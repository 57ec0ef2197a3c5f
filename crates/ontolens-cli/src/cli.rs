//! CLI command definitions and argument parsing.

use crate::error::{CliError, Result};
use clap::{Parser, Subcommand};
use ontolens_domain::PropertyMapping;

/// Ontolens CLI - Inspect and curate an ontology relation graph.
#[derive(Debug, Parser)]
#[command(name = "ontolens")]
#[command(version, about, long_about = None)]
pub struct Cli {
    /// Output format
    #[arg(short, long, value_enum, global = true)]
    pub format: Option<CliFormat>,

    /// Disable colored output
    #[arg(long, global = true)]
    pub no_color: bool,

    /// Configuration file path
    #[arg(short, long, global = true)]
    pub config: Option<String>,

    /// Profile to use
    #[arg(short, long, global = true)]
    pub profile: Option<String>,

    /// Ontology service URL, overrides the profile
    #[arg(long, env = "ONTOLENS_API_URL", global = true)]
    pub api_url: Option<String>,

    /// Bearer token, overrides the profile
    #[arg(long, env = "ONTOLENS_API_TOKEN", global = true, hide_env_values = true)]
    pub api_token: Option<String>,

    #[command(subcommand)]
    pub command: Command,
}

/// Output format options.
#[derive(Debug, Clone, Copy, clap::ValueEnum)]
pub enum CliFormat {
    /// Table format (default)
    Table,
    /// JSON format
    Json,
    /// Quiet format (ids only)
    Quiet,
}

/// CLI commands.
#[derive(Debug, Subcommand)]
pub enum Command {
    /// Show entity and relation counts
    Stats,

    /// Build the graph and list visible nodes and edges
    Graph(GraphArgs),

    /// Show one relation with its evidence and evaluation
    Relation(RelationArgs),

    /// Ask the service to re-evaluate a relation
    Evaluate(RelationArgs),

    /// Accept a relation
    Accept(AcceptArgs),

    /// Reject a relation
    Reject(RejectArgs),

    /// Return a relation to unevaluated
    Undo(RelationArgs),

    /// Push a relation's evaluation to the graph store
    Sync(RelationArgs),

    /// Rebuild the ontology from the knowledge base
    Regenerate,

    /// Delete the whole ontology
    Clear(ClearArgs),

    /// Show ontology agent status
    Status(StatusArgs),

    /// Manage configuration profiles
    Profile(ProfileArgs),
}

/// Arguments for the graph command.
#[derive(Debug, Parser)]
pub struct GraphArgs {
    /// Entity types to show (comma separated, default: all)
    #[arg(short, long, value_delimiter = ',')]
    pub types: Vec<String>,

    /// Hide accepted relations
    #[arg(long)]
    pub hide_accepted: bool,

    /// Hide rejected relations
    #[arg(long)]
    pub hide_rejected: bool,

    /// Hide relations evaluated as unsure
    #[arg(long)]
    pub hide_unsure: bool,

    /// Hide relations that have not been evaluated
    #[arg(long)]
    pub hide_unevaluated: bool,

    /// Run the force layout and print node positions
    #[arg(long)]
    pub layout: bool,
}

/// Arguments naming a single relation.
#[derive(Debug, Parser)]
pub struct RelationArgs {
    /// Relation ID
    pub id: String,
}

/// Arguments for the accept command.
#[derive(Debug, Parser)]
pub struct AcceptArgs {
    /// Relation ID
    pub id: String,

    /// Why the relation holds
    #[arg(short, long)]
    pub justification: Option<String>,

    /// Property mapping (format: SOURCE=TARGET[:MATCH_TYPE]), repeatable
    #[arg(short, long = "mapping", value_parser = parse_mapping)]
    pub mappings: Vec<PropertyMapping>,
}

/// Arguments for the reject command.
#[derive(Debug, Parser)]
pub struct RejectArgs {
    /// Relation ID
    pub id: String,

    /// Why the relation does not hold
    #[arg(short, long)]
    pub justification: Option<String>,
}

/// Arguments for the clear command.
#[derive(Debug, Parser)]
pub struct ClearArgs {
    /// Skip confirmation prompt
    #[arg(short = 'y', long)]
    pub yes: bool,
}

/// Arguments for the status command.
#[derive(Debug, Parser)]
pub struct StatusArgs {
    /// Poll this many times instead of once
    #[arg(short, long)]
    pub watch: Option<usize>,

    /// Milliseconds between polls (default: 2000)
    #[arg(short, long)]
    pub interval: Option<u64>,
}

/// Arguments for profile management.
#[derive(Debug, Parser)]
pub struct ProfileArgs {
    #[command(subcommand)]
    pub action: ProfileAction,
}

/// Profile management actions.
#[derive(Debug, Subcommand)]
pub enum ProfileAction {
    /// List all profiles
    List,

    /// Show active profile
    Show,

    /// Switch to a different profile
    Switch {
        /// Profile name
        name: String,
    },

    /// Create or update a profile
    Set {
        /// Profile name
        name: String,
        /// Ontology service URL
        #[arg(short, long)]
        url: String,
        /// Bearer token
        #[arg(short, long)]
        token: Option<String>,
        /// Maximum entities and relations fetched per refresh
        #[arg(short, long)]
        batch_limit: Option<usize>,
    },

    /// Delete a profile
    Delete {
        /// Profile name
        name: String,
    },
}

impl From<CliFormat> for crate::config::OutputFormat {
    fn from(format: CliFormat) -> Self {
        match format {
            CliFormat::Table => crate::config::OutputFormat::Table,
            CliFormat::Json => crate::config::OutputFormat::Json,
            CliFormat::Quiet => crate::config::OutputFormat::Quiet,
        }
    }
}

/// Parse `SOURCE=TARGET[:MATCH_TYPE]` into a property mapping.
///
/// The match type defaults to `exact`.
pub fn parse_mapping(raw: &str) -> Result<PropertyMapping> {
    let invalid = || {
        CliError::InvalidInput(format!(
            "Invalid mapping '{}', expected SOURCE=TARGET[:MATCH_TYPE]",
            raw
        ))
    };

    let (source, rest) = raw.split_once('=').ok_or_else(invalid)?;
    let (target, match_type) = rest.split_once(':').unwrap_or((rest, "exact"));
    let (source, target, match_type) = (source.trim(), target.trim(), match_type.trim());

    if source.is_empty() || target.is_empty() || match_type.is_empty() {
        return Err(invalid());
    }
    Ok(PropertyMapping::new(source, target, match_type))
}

▶ [TASK OBJECTIVE] Using the listing above, show each line holding the string "Bearer".

▶ [YOUR SOLUTION]
    /// Bearer token, overrides the profile
        /// Bearer token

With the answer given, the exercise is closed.